We are your children, and you are our Father.
We are your servants, and you are our Lord.
We are your congregation, and you are our Portion.
We are your heritage, and you are our Destiny.
We are your flock, and you are our Shepherd.
We are your vineyard, and you are our Keeper.
We are your work, and you are our Maker.
We are your dear ones, and you are our Beloved.
We are your treasure, and you are our God.
We are your people, and you are our King.
We are your chosen ones, and you are our Chosen One.
This piyyut presents a list of relational pairs that characterize the relationship between Israel and God in various ways, all of which draw on comparisons to non-Divine relationships. It appears to be an expansion of a midrash on Song of Songs 2:16 that proposed several of these relational pairs, justifying each with a biblical verse. It is followed in the High Holiday prayer book by an additional stanza that relates more directly to themes of sin and forgiveness that are the leitmotif of the Day of Atonement, contrasting the human penchant for sin with God’s compassion and mercy. Less clear is the function of the section cited above. In what way does delineating this litany of relationships serve as a fitting introduction to a confession ritual?
I would argue that the purpose of listing these various relationships is to invite each of us to find ourselves in the poem as we stand before God and request atonement. People are complex and multi-faceted, and the way we relate to an infinite God is bound to be even more varied and intricate. Some people may relate best to God as a father who loves his children even as he disciplines them. Others may connect better to a political metaphor, seeing God as the king exercising dominion over his nation. Some of us experience God more intimately, as a shepherd tending the flock or a vintner caring for grape vines. Others see the relationship between Israel and God as one of passionate love as described in the Song of Songs. And some may see God primarily through the history of the Jewish people, as having chosen Israel for a particular divine destiny.

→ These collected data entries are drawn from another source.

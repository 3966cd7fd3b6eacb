//! Server error types

use axum::{
    http::StatusCode,
    response::{IntoResponse, Response},
    Json,
};
use serde_json::json;
use thiserror::Error;

use advisor_core::AdvisorError;

/// Request-level errors
#[derive(Debug, Error)]
pub enum ServerError {
    #[error("session not found: {0}")]
    SessionNotFound(String),

    #[error("invalid request: {0}")]
    InvalidRequest(String),

    #[error(transparent)]
    Advisor(#[from] AdvisorError),
}

impl IntoResponse for ServerError {
    fn into_response(self) -> Response {
        let (status, code) = match &self {
            ServerError::SessionNotFound(_) => (StatusCode::NOT_FOUND, "SESSION_NOT_FOUND"),
            ServerError::InvalidRequest(_) => (StatusCode::BAD_REQUEST, "INVALID_REQUEST"),
            ServerError::Advisor(AdvisorError::EmptyUtterance) => {
                (StatusCode::BAD_REQUEST, "EMPTY_MESSAGE")
            }
            ServerError::Advisor(_) => (StatusCode::INTERNAL_SERVER_ERROR, "ADVISOR_ERROR"),
        };

        if status.is_server_error() {
            tracing::error!(error = %self, "Request failed");
        }

        let body = Json(json!({
            "error": {
                "code": code,
                "message": self.to_string(),
            }
        }));

        (status, body).into_response()
    }
}

pub type ServerResult<T> = Result<T, ServerError>;
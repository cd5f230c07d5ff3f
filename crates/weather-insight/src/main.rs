#![deny(clippy::unwrap_used, clippy::expect_used)]
#![cfg_attr(test, allow(clippy::unwrap_used, clippy::expect_used))]

use std::io::{self, BufRead, Write};

use clap::{Parser, Subcommand, ValueEnum};

use dashboard_common::{
    OutputMode, error_envelope, init_tracing, mask_secret, redact_sensitive, select_output_mode,
    success_envelope,
};
use weather_insight::{
    config::{LOG_ENV, RuntimeConfig},
    dashboard::{CycleOutcome, Dashboard, RequestState},
    error::{AppError, ErrorKind},
    prompt::PromptLanguage,
    providers::{
        ForecastApi, InterpretationApi, gemini::GeminiClient, open_meteo::OpenMeteoClient,
    },
    render::{self, DashboardSnapshot},
};

#[derive(Debug, Parser)]
#[command(
    author,
    version,
    about = "Weather dashboard: Open-Meteo forecast plus a Gemini-written summary"
)]
struct Cli {
    #[command(subcommand)]
    command: Commands,
}

#[derive(Debug, Subcommand)]
enum Commands {
    /// Run one fetch cycle and print the dashboard.
    Show {
        /// Latitude in decimal degrees (defaults to the configured location).
        #[arg(long, allow_hyphen_values = true)]
        lat: Option<String>,
        /// Longitude in decimal degrees (defaults to the configured location).
        #[arg(long, allow_hyphen_values = true)]
        lon: Option<String>,
        #[arg(long, value_enum)]
        output: Option<OutputModeArg>,
        #[arg(long)]
        json: bool,
        #[arg(long, value_enum)]
        lang: Option<LanguageArg>,
    },
    /// Interactive dashboard; reads `<lat> <lon>` lines from stdin.
    Dashboard {
        #[arg(long, value_enum)]
        lang: Option<LanguageArg>,
    },
}

const COMMAND_SHOW: &str = "weather.show";
const COMMAND_DASHBOARD: &str = "weather.dashboard";
const ERROR_CODE_USER_INVALID_INPUT: &str = "user.invalid_input";
const ERROR_CODE_USER_OUTPUT_MODE_CONFLICT: &str = "user.output_mode_conflict";
const ERROR_CODE_USER_INVALID_CONFIG: &str = "user.invalid_config";
const ERROR_CODE_RUNTIME_FORECAST: &str = "runtime.forecast_failed";
const ERROR_CODE_RUNTIME_PROVIDER_INIT: &str = "runtime.provider_init_failed";
const ERROR_CODE_RUNTIME_SERIALIZE: &str = "runtime.serialize_failed";
const ERROR_CODE_RUNTIME_IO: &str = "runtime.io_failed";
const INTERACTIVE_PROMPT: &str = "lat lon (empty = refresh, q = quit)> ";

#[derive(Debug, Clone, Copy, PartialEq, Eq, ValueEnum)]
enum OutputModeArg {
    Human,
    Json,
}

impl From<OutputModeArg> for OutputMode {
    fn from(value: OutputModeArg) -> Self {
        match value {
            OutputModeArg::Human => OutputMode::Human,
            OutputModeArg::Json => OutputMode::Json,
        }
    }
}

#[derive(Debug, Clone, Copy, PartialEq, Eq, ValueEnum)]
enum LanguageArg {
    Fa,
    En,
}

impl From<LanguageArg> for PromptLanguage {
    fn from(value: LanguageArg) -> Self {
        match value {
            LanguageArg::Fa => PromptLanguage::Persian,
            LanguageArg::En => PromptLanguage::English,
        }
    }
}

#[derive(Debug, Clone, PartialEq, Eq)]
struct CliError {
    code: &'static str,
    error: AppError,
}

impl CliError {
    fn user(code: &'static str, message: impl Into<String>) -> Self {
        Self {
            code,
            error: AppError::user(message),
        }
    }

    fn runtime(code: &'static str, message: impl Into<String>) -> Self {
        Self {
            code,
            error: AppError::runtime(message),
        }
    }

    fn exit_code(&self) -> i32 {
        self.error.exit_code()
    }
}

impl Cli {
    fn command_name(&self) -> &'static str {
        match &self.command {
            Commands::Show { .. } => COMMAND_SHOW,
            Commands::Dashboard { .. } => COMMAND_DASHBOARD,
        }
    }

    fn output_mode_hint(&self) -> OutputMode {
        match &self.command {
            Commands::Show { output, json, .. } => {
                if *json {
                    OutputMode::Json
                } else {
                    output.map(Into::into).unwrap_or(OutputMode::Human)
                }
            }
            Commands::Dashboard { .. } => OutputMode::Human,
        }
    }

    fn language(&self) -> Option<PromptLanguage> {
        match &self.command {
            Commands::Show { lang, .. } | Commands::Dashboard { lang } => lang.map(Into::into),
        }
    }
}

fn main() {
    init_tracing(LOG_ENV);

    let cli = Cli::parse();
    let command = cli.command_name();
    let output_mode = cli.output_mode_hint();
    match run(cli) {
        Ok(Some(output)) => println!("{output}"),
        Ok(None) => {}
        Err(error) => {
            emit_error(command, output_mode, &error);
            std::process::exit(error.exit_code());
        }
    }
}

fn run(cli: Cli) -> Result<Option<String>, CliError> {
    let config = RuntimeConfig::from_env()
        .map_err(|error| CliError::user(ERROR_CODE_USER_INVALID_CONFIG, error.to_string()))?;
    let language = cli.language().unwrap_or(config.language);
    let secret = config.gemini_api_key.as_deref();

    let forecast_api = OpenMeteoClient::new(config.open_meteo_endpoint.as_str())
        .map_err(|error| CliError::runtime(ERROR_CODE_RUNTIME_PROVIDER_INIT, error.to_string()))?;
    let interpretation_api = GeminiClient::new(
        config.gemini_api_key.clone(),
        config.gemini_model.as_str(),
        config.gemini_endpoint.as_str(),
        language,
    )
    .map_err(|error| CliError::runtime(ERROR_CODE_RUNTIME_PROVIDER_INIT, error.to_string()))?;

    match cli.command {
        Commands::Show {
            lat,
            lon,
            output,
            json,
            ..
        } => run_show(
            ShowArgs {
                lat: lat.as_deref(),
                lon: lon.as_deref(),
                output,
                json,
            },
            Dashboard::new(forecast_api, interpretation_api, config.default_coordinate),
        )
        .map(|output| Some(mask_secret(&output, secret))),
        Commands::Dashboard { .. } => {
            let mut dashboard =
                Dashboard::new(forecast_api, interpretation_api, config.default_coordinate);
            let stdin = io::stdin();
            let stdout = io::stdout();
            run_interactive(&mut dashboard, stdin.lock(), &mut stdout.lock(), secret)
                .map_err(|error| CliError::runtime(ERROR_CODE_RUNTIME_IO, error.to_string()))?;
            Ok(None)
        }
    }
}

#[derive(Debug, Clone, Copy)]
struct ShowArgs<'a> {
    lat: Option<&'a str>,
    lon: Option<&'a str>,
    output: Option<OutputModeArg>,
    json: bool,
}

fn run_show<F, I>(args: ShowArgs<'_>, mut dashboard: Dashboard<F, I>) -> Result<String, CliError>
where
    F: ForecastApi,
    I: InterpretationApi,
{
    let output_mode = select_output_mode(args.output.map(Into::into), args.json, OutputMode::Human)
        .map_err(|error| CliError::user(ERROR_CODE_USER_OUTPUT_MODE_CONFLICT, error.to_string()))?;

    let outcome = if args.lat.is_none() && args.lon.is_none() {
        dashboard.mount()
    } else {
        if let Some(lat) = args.lat {
            dashboard.set_latitude(lat);
        }
        if let Some(lon) = args.lon {
            dashboard.set_longitude(lon);
        }
        dashboard.submit()
    };

    let state = dashboard.state();
    match outcome {
        CycleOutcome::Rejected(error) => {
            let error: AppError = error.into();
            return Err(CliError {
                code: ERROR_CODE_USER_INVALID_INPUT,
                error,
            });
        }
        CycleOutcome::ForecastFailed => {
            return Err(CliError::runtime(
                ERROR_CODE_RUNTIME_FORECAST,
                state.forecast().error().unwrap_or_default(),
            ));
        }
        CycleOutcome::Busy | CycleOutcome::Completed { .. } => {}
    }

    match output_mode {
        OutputMode::Json => render_json_envelope(COMMAND_SHOW, state),
        OutputMode::Human => Ok(render::to_text(&render::page(state))),
    }
}

fn render_json_envelope(command: &str, state: &RequestState) -> Result<String, CliError> {
    let result = serde_json::to_value(DashboardSnapshot::from_state(state)).map_err(|error| {
        CliError::runtime(
            ERROR_CODE_RUNTIME_SERIALIZE,
            format!("failed to serialize output: {error}"),
        )
    })?;
    success_envelope(command, result).map_err(|error| {
        CliError::runtime(
            ERROR_CODE_RUNTIME_SERIALIZE,
            format!("failed to serialize output envelope: {error}"),
        )
    })
}

#[derive(Debug, Clone, PartialEq, Eq)]
enum Submission {
    Quit,
    Resubmit,
    Inputs { latitude: String, longitude: String },
}

fn parse_submission(line: &str) -> Submission {
    let trimmed = line.trim();
    if trimmed.is_empty() {
        return Submission::Resubmit;
    }
    if trimmed.eq_ignore_ascii_case("q") || trimmed.eq_ignore_ascii_case("quit") {
        return Submission::Quit;
    }

    let parts: Vec<&str> = trimmed
        .split(|c: char| c == ',' || c.is_whitespace())
        .filter(|part| !part.is_empty())
        .collect();
    match parts.as_slice() {
        [latitude, longitude] => Submission::Inputs {
            latitude: latitude.to_string(),
            longitude: longitude.to_string(),
        },
        // Anything else goes through validation as-is and is rejected there.
        _ => Submission::Inputs {
            latitude: trimmed.to_string(),
            longitude: String::new(),
        },
    }
}

/// Mounts, then runs one cycle per input line until `q` or end of input.
fn run_interactive<F, I, R, W>(
    dashboard: &mut Dashboard<F, I>,
    input: R,
    out: &mut W,
    secret: Option<&str>,
) -> io::Result<()>
where
    F: ForecastApi,
    I: InterpretationApi,
    R: BufRead,
    W: Write,
{
    let mut failure = None;
    dashboard.mount_observed(|state| render_frame(out, state, secret, &mut failure));
    settle(out, &mut failure)?;

    for line in input.lines() {
        match parse_submission(&line?) {
            Submission::Quit => break,
            Submission::Resubmit => {}
            Submission::Inputs {
                latitude,
                longitude,
            } => {
                dashboard.set_latitude(latitude);
                dashboard.set_longitude(longitude);
            }
        }
        dashboard.submit_observed(|state| render_frame(out, state, secret, &mut failure));
        settle(out, &mut failure)?;
    }

    Ok(())
}

fn render_frame<W: Write>(
    out: &mut W,
    state: &RequestState,
    secret: Option<&str>,
    failure: &mut Option<io::Error>,
) {
    if failure.is_some() {
        return;
    }
    let frame = mask_secret(&render::to_text(&render::page(state)), secret);
    if let Err(error) = writeln!(out, "{frame}\n").and_then(|()| out.flush()) {
        *failure = Some(error);
    }
}

fn settle<W: Write>(out: &mut W, failure: &mut Option<io::Error>) -> io::Result<()> {
    if let Some(error) = failure.take() {
        return Err(error);
    }
    write!(out, "{INTERACTIVE_PROMPT}")?;
    out.flush()
}

fn emit_error(command: &str, output_mode: OutputMode, error: &CliError) {
    let message = redact_sensitive(&error.error.message);
    match output_mode {
        OutputMode::Json => println!(
            "{}",
            error_envelope(
                command,
                error.code,
                &message,
                error_kind_label(error.error.kind),
                error.exit_code(),
            )
        ),
        OutputMode::Human => eprintln!("error[{}]: {message}", error.code),
    }
}

fn error_kind_label(kind: ErrorKind) -> &'static str {
    match kind {
        ErrorKind::User => "user",
        ErrorKind::Runtime => "runtime",
    }
}
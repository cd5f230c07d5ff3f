const REDACTED: &str = "[REDACTED]";
const BEARER_PREFIX: &str = "bearer ";

// Matched case-insensitively. `key=` also covers `api_key=` and `apikey=`.
const SENSITIVE_PREFIXES: [&str; 10] = [
    "key=",
    "key:",
    "token=",
    "token:",
    "secret=",
    "secret:",
    "password=",
    "password:",
    "authorization=",
    "authorization:",
];

/// Masks the value following any credential-looking prefix, plus bearer tokens.
pub fn redact_sensitive(input: &str) -> String {
    let masked = SENSITIVE_PREFIXES
        .iter()
        .fold(input.to_string(), |acc, prefix| mask_after(&acc, prefix));
    mask_after(&masked, BEARER_PREFIX)
}

/// Replaces every literal occurrence of a known secret. No pattern matching.
pub fn mask_secret(input: &str, secret: Option<&str>) -> String {
    match secret.map(str::trim).filter(|value| !value.is_empty()) {
        Some(secret) => input.replace(secret, REDACTED),
        None => input.to_string(),
    }
}

fn mask_after(input: &str, prefix: &str) -> String {
    // ASCII lowercasing keeps byte offsets aligned with `input`.
    let lower = input.to_ascii_lowercase();
    let mut output = String::with_capacity(input.len());
    let mut cursor = 0;

    while let Some(found) = lower[cursor..].find(prefix) {
        let mut value_start = skip_whitespace(input, cursor + found + prefix.len());
        if prefix != BEARER_PREFIX && lower[value_start..].starts_with(BEARER_PREFIX) {
            value_start += BEARER_PREFIX.len();
        }
        if input[value_start..].starts_with(REDACTED) {
            let masked_end = value_start + REDACTED.len();
            output.push_str(&input[cursor..masked_end]);
            cursor = masked_end;
            continue;
        }
        let value_end = find_value_end(input, value_start);

        output.push_str(&input[cursor..value_start]);
        if value_start < value_end {
            output.push_str(REDACTED);
        }
        cursor = value_end;
    }

    output.push_str(&input[cursor..]);
    output
}

fn skip_whitespace(input: &str, mut index: usize) -> usize {
    let bytes = input.as_bytes();
    while index < bytes.len() && bytes[index].is_ascii_whitespace() {
        index += 1;
    }
    index
}

fn find_value_end(input: &str, mut index: usize) -> usize {
    let bytes = input.as_bytes();
    while index < bytes.len() {
        let byte = bytes[index];
        if byte.is_ascii_whitespace()
            || matches!(byte, b'&' | b',' | b';' | b')' | b']' | b'}' | b'"' | b'\'')
        {
            break;
        }
        index += 1;
    }
    index
}
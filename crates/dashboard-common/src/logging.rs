use tracing_subscriber::EnvFilter;

pub const DEFAULT_LOG_DIRECTIVE: &str = "warn";

/// Installs a stderr fmt subscriber filtered by the directive in `env_var`.
///
/// Stdout is left untouched so JSON output stays machine-readable. Calling
/// this twice is harmless; the second install is ignored.
pub fn init_tracing(env_var: &str) {
    let directive = resolve_directive(std::env::var(env_var).ok().as_deref());
    let filter = EnvFilter::try_new(&directive)
        .unwrap_or_else(|_| EnvFilter::new(DEFAULT_LOG_DIRECTIVE));

    let _ = tracing_subscriber::fmt()
        .with_env_filter(filter)
        .with_writer(std::io::stderr)
        .with_target(false)
        .try_init();
}

fn resolve_directive(raw: Option<&str>) -> String {
    raw.map(str::trim)
        .filter(|value| !value.is_empty())
        .unwrap_or(DEFAULT_LOG_DIRECTIVE)
        .to_string()
}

Each line of this piyyut depicts a particular quality of relationship between God and Israel, but none of them exhausts it. God simultaneously inhabits all of these modes of relation depending on the person, the point in time and the broader context in which the relationship manifests itself.
The poem, and the High Holy Days liturgy overall, represents God in these various ways not because everyone in synagogue is expected to develop a complex theology that can encompass them all, but because we can all likely connect to at least one mode of relating to God in our prayers. As each of us focuses on and resonates with a particular aspect of the God-Israel relationship, our collective recitation of Ki Anu Amekha serves to express the rich and varied tapestry of God. And hopefully our Father, our King, our Shepherd, our Lover, our Destiny will see fit to grant Israel forgiveness and make 5784 a year filled with blessings.